In Ben Bova’s New Earth, The world is thrilled by the discovery of an Earthlike planet. Advance imaging shows oceans of liquid water and a breathable, oxygen-rich atmosphere. A human exploration team is dispatched to explore the planet, now nicknamed New Earth. The explorers understand they’re on a one-way mission. The trip takes eighty years one way, so even if they are able to return to Earth, nearly two hundred years will have passed. Their friends and family will be gone. The explorers are not the best available: they are expendable. Upon landing on the planet they find a group of intelligent creatures who look like humans. Are they native to this world or invaders? Moreover, the scientists begin to realize that the planet cannot be natural. Rather, could New Earth be an artifact?
“The Omega Project” by Steve Alten (paperback)
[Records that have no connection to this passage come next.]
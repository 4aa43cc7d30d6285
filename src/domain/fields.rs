//! Typed traversal of entry field trees.
//!
//! Field values are arbitrary JSON, but only five shapes matter when
//! walking them: scalars, arrays, plain objects, and references to assets or
//! other entries. [`FieldNode::classify`] maps a value onto that closed set
//! and [`walk`] drives a [`FieldVisitor`] over a whole tree.

use std::collections::BTreeMap;

use serde_json::{Map, Value};

use super::asset::normalize_asset_url;

/// An asset reference, either inlined (`url` present when the asset has a
/// file) or an unresolved link (`url` is `None`).
#[derive(Debug, Clone, Copy, PartialEq)]
pub struct AssetNode<'a> {
    pub id: &'a str,
    pub url: Option<&'a str>,
    pub title: Option<&'a str>,
}

/// An entry reference. `fields` is present when the entry was inlined.
#[derive(Debug, Clone, Copy, PartialEq)]
pub struct EntryNode<'a> {
    pub id: &'a str,
    pub fields: Option<&'a Map<String, Value>>,
}

#[derive(Debug, Clone, Copy, PartialEq)]
pub enum FieldNode<'a> {
    Scalar(&'a Value),
    Array(&'a [Value]),
    Object(&'a Map<String, Value>),
    AssetReference(AssetNode<'a>),
    EntryReference(EntryNode<'a>),
}

impl<'a> FieldNode<'a> {
    pub fn classify(value: &'a Value) -> Self {
        match value {
            Value::Array(items) => FieldNode::Array(items),
            Value::Object(map) => classify_object(map),
            scalar => FieldNode::Scalar(scalar),
        }
    }
}

fn classify_object(map: &Map<String, Value>) -> FieldNode<'_> {
    let Some(sys) = map.get("sys").and_then(Value::as_object) else {
        return FieldNode::Object(map);
    };
    let Some(id) = sys.get("id").and_then(Value::as_str) else {
        return FieldNode::Object(map);
    };
    let kind = sys.get("type").and_then(Value::as_str);
    let fields = map.get("fields").and_then(Value::as_object);

    match kind {
        Some("Asset") => FieldNode::AssetReference(AssetNode {
            id,
            url: fields
                .and_then(|fields| fields.get("file"))
                .and_then(|file| file.get("url"))
                .and_then(Value::as_str),
            title: fields
                .and_then(|fields| fields.get("title"))
                .and_then(Value::as_str),
        }),
        Some("Entry") => FieldNode::EntryReference(EntryNode { id, fields }),
        Some("Link") => match sys.get("linkType").and_then(Value::as_str) {
            Some("Asset") => FieldNode::AssetReference(AssetNode {
                id,
                url: None,
                title: None,
            }),
            Some("Entry") => FieldNode::EntryReference(EntryNode { id, fields: None }),
            _ => FieldNode::Object(map),
        },
        _ => FieldNode::Object(map),
    }
}

/// Callbacks invoked by [`walk`]. Every method has a no-op default.
pub trait FieldVisitor {
    fn visit_scalar(&mut self, _value: &Value) {}

    fn visit_asset(&mut self, _asset: AssetNode<'_>) {}

    /// Return `false` to skip the fields of an inlined entry.
    fn visit_entry(&mut self, _entry: EntryNode<'_>) -> bool {
        true
    }
}

/// Depth-first traversal. Asset references are leaves; inlined entries are
/// descended through their fields.
pub fn walk<V: FieldVisitor + ?Sized>(visitor: &mut V, value: &Value) {
    match FieldNode::classify(value) {
        FieldNode::Scalar(scalar) => visitor.visit_scalar(scalar),
        FieldNode::Array(items) => {
            for item in items {
                walk(visitor, item);
            }
        }
        FieldNode::Object(map) => walk_fields(visitor, map),
        FieldNode::AssetReference(asset) => visitor.visit_asset(asset),
        FieldNode::EntryReference(entry) => {
            if !visitor.visit_entry(entry) {
                return;
            }
            if let Some(fields) = entry.fields {
                walk_fields(visitor, fields);
            }
        }
    }
}

pub fn walk_fields<V: FieldVisitor + ?Sized>(visitor: &mut V, fields: &Map<String, Value>) {
    for value in fields.values() {
        walk(visitor, value);
    }
}

/// Collects `asset id → absolute URL` for every asset reference that carries
/// a file URL. A later occurrence of the same id replaces the earlier one.
#[derive(Debug, Default, Clone)]
pub struct AssetCollector {
    assets: BTreeMap<String, String>,
}

impl AssetCollector {
    pub fn new() -> Self {
        Self::default()
    }

    pub fn len(&self) -> usize {
        self.assets.len()
    }

    pub fn is_empty(&self) -> bool {
        self.assets.is_empty()
    }

    pub fn get(&self, id: &str) -> Option<&str> {
        self.assets.get(id).map(String::as_str)
    }

    pub fn iter(&self) -> impl Iterator<Item = (&str, &str)> {
        self.assets
            .iter()
            .map(|(id, url)| (id.as_str(), url.as_str()))
    }

    pub fn into_inner(self) -> BTreeMap<String, String> {
        self.assets
    }
}

impl FieldVisitor for AssetCollector {
    fn visit_asset(&mut self, asset: AssetNode<'_>) {
        if let Some(url) = asset.url {
            self.assets
                .insert(asset.id.to_string(), normalize_asset_url(url));
        }
    }
}

#[cfg(test)]
mod tests {
    use serde_json::json;

    use super::*;

    fn asset(id: &str, url: &str) -> Value {
        json!({
            "sys": {"id": id, "type": "Asset"},
            "fields": {"title": id, "file": {"url": url}}
        })
    }

    #[test]
    fn classify_covers_every_shape() {
        let scalar = json!("text");
        assert!(matches!(FieldNode::classify(&scalar), FieldNode::Scalar(_)));

        let array = json!([1, 2]);
        assert!(matches!(FieldNode::classify(&array), FieldNode::Array(items) if items.len() == 2));

        let rich_text = json!({"nodeType": "document", "content": []});
        assert!(matches!(FieldNode::classify(&rich_text), FieldNode::Object(_)));

        let inlined = asset("a1", "//x/a1.png");
        assert!(matches!(
            FieldNode::classify(&inlined),
            FieldNode::AssetReference(AssetNode { id: "a1", url: Some("//x/a1.png"), title: Some("a1") })
        ));

        let asset_link = json!({"sys": {"type": "Link", "linkType": "Asset", "id": "a2"}});
        assert!(matches!(
            FieldNode::classify(&asset_link),
            FieldNode::AssetReference(AssetNode { id: "a2", url: None, .. })
        ));

        let entry_link = json!({"sys": {"type": "Link", "linkType": "Entry", "id": "e1"}});
        assert!(matches!(
            FieldNode::classify(&entry_link),
            FieldNode::EntryReference(EntryNode { id: "e1", fields: None })
        ));

        let content_type_link =
            json!({"sys": {"type": "Link", "linkType": "ContentType", "id": "faqs"}});
        assert!(matches!(FieldNode::classify(&content_type_link), FieldNode::Object(_)));
    }

    #[test]
    fn collector_finds_nested_assets_and_normalizes() {
        let fields = json!({
            "title": "Sponsors",
            "logos": [asset("s1", "//images.ctfassets.net/s1.png"), asset("s2", "https://cdn/s2.png")],
            "body": {
                "nodeType": "document",
                "content": [{
                    "nodeType": "embedded-asset-block",
                    "data": {"target": asset("s3", "//images.ctfassets.net/s3.png")}
                }]
            },
            "related": {
                "sys": {"id": "e9", "type": "Entry"},
                "fields": {"cover": asset("s4", "//images.ctfassets.net/s4.png")}
            },
            "pending": {"sys": {"type": "Link", "linkType": "Asset", "id": "s5"}}
        });

        let mut collector = AssetCollector::new();
        walk(&mut collector, &fields);

        assert_eq!(collector.len(), 4);
        assert_eq!(collector.get("s1"), Some("https://images.ctfassets.net/s1.png"));
        assert_eq!(collector.get("s2"), Some("https://cdn/s2.png"));
        assert_eq!(collector.get("s3"), Some("https://images.ctfassets.net/s3.png"));
        assert_eq!(collector.get("s4"), Some("https://images.ctfassets.net/s4.png"));
        assert!(collector.get("s5").is_none());
    }

    #[test]
    fn asset_fields_are_not_descended() {
        let mut nested = asset("outer", "//x/outer.png");
        nested["fields"]["thumbnail"] = asset("inner", "//x/inner.png");

        let mut collector = AssetCollector::new();
        walk(&mut collector, &nested);

        assert_eq!(collector.len(), 1);
        assert!(collector.get("inner").is_none());
    }

    #[test]
    fn visitor_can_skip_inlined_entries() {
        struct TopLevelOnly(AssetCollector);

        impl FieldVisitor for TopLevelOnly {
            fn visit_asset(&mut self, asset: AssetNode<'_>) {
                self.0.visit_asset(asset);
            }

            fn visit_entry(&mut self, _entry: EntryNode<'_>) -> bool {
                false
            }
        }

        let value = json!({
            "image": asset("top", "//x/top.png"),
            "author": {"sys": {"id": "e1", "type": "Entry"}, "fields": {"photo": asset("deep", "//x/deep.png")}}
        });

        let mut visitor = TopLevelOnly(AssetCollector::new());
        walk(&mut visitor, &value);

        assert_eq!(visitor.0.len(), 1);
        assert!(visitor.0.get("top").is_some());
    }
}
On the brink of a disaster that could end all life on earth, tech genius Robert Eisenbraun joins a team of scientists on a mission to Jupiter’s moon Europa to mine a rare ore that would provide for Earth’s long-term energy needs. But as they train for the journey, trouble erupts, and Eisenbraun is put into cold sleep against his will. When Robert wakes, he finds the ship deserted, and on the surface, an Earth terribly changed, though he realizes that there is still a way to accomplish his mission. But he also discovers that survival depends on the defeat of a technological colossus partly of his own making. Confronting a foe that knows him almost as well as he knows himself, the game has changed, and Earth’s future depends on him and him alone.
The Omega Project is yet another edge-of-your-seat thriller by bestselling author, Steve Alten, leaving readers looking for more.
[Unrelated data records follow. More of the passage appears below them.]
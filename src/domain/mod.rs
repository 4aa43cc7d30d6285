//! Domain layer: CMS content model, locales and field traversal.

pub mod asset;
pub mod content_type;
pub mod entry;
pub mod error;
pub mod fields;
pub mod locale;
pub mod records;

pub use asset::{Asset, normalize_asset_url};
pub use content_type::ContentType;
pub use entry::Entry;
pub use locale::{Locale, normalize_locale};
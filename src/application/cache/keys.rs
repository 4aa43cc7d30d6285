//! Cache key definitions.

use std::fmt;

use crate::domain::{ContentType, Locale};

const SEPARATOR: &str = "::";

/// Composite key of one cached record.
#[derive(Debug, Clone, PartialEq, Eq, Hash)]
pub enum CacheKey {
    /// Every entry of a content type in one locale.
    Entries {
        content_type: ContentType,
        locale: Locale,
    },
    /// A single entry in one locale.
    Entry { entry_id: String, locale: Locale },
    /// A resolved asset URL; assets are cached independent of locale.
    Asset { asset_id: String },
}

impl CacheKey {
    pub fn entries(content_type: ContentType, locale: Locale) -> Self {
        Self::Entries {
            content_type,
            locale,
        }
    }

    pub fn entry(entry_id: impl Into<String>, locale: Locale) -> Self {
        Self::Entry {
            entry_id: entry_id.into(),
            locale,
        }
    }

    pub fn asset(asset_id: impl Into<String>) -> Self {
        Self::Asset {
            asset_id: asset_id.into(),
        }
    }
}

impl fmt::Display for CacheKey {
    fn fmt(&self, f: &mut fmt::Formatter<'_>) -> fmt::Result {
        match self {
            CacheKey::Entries {
                content_type,
                locale,
            } => write!(f, "entries{SEPARATOR}{content_type}{SEPARATOR}{locale}"),
            CacheKey::Entry { entry_id, locale } => {
                write!(f, "entry{SEPARATOR}{entry_id}{SEPARATOR}{locale}")
            }
            CacheKey::Asset { asset_id } => write!(f, "asset{SEPARATOR}{asset_id}"),
        }
    }
}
“SynBio” by Leslie Alan Horvitz
Scientists now have the capacity to hack into DNA the same way that hackers can infiltrate computer systems, manipulating organisms by inserting new DNA or exploiting genetic mutations that can trigger fatal heart attacks or induce bipolar illness or Alzheimer’s. These ‘biohackers,’ as they’re known, can perform their experiments in their kitchens using equipment purchased for next to nothing on eBay.
Most of these biohackers are like Seth Stringer in Cambridge, Massachusetts, who’s made a name for himself exploring the frontiers of genetic manipulation. He’s young, brash, ambitious, and obsessed with his work, but also a little naive. When his former professor Marcus Adair holds out the possibility of coming to London and going to work for an international pharmaceutical company called Chimera, he jumps at the chance. He can make good money and cement his relationship with his girlfriend, who has misgivings about his future prospects as a breadwinner. He fails to realize until too late that the principal business of Chimera isn’t the manufacture of generic drugs but the production of lethal genetic products for well-heeled clients. These are used to assassinate or debilitate presidents, prime ministers, and CEOs using their own DNA against them — a method that not only makes it difficult to identify the perpetrator (a cold virus can deliver the engineered DNA) but makes it almost impossible to determine that a crime has been committed in the first place.
“William Shakespeare’s The Jedi Doth Return” by Ian Doescher
Hot on the heels of the New York Times best seller William Shakespeare’s Star Wars comes the next two installments of the original trilogy: William Shakespeare’s The Empire Striketh Back and William Shakespeare’s The Jed Doth Return. Return to the star-crossed galaxy far, far away as the brooding young hero, a power-mad emperor, and their jesting droids match wits, struggle for power, and soliloquize in elegant and impeccable iambic pentameter. Illustrated with beautiful black-and-white Elizabethan-style artwork, these two plays offer essential reading for all ages. Something Wookiee this way comes!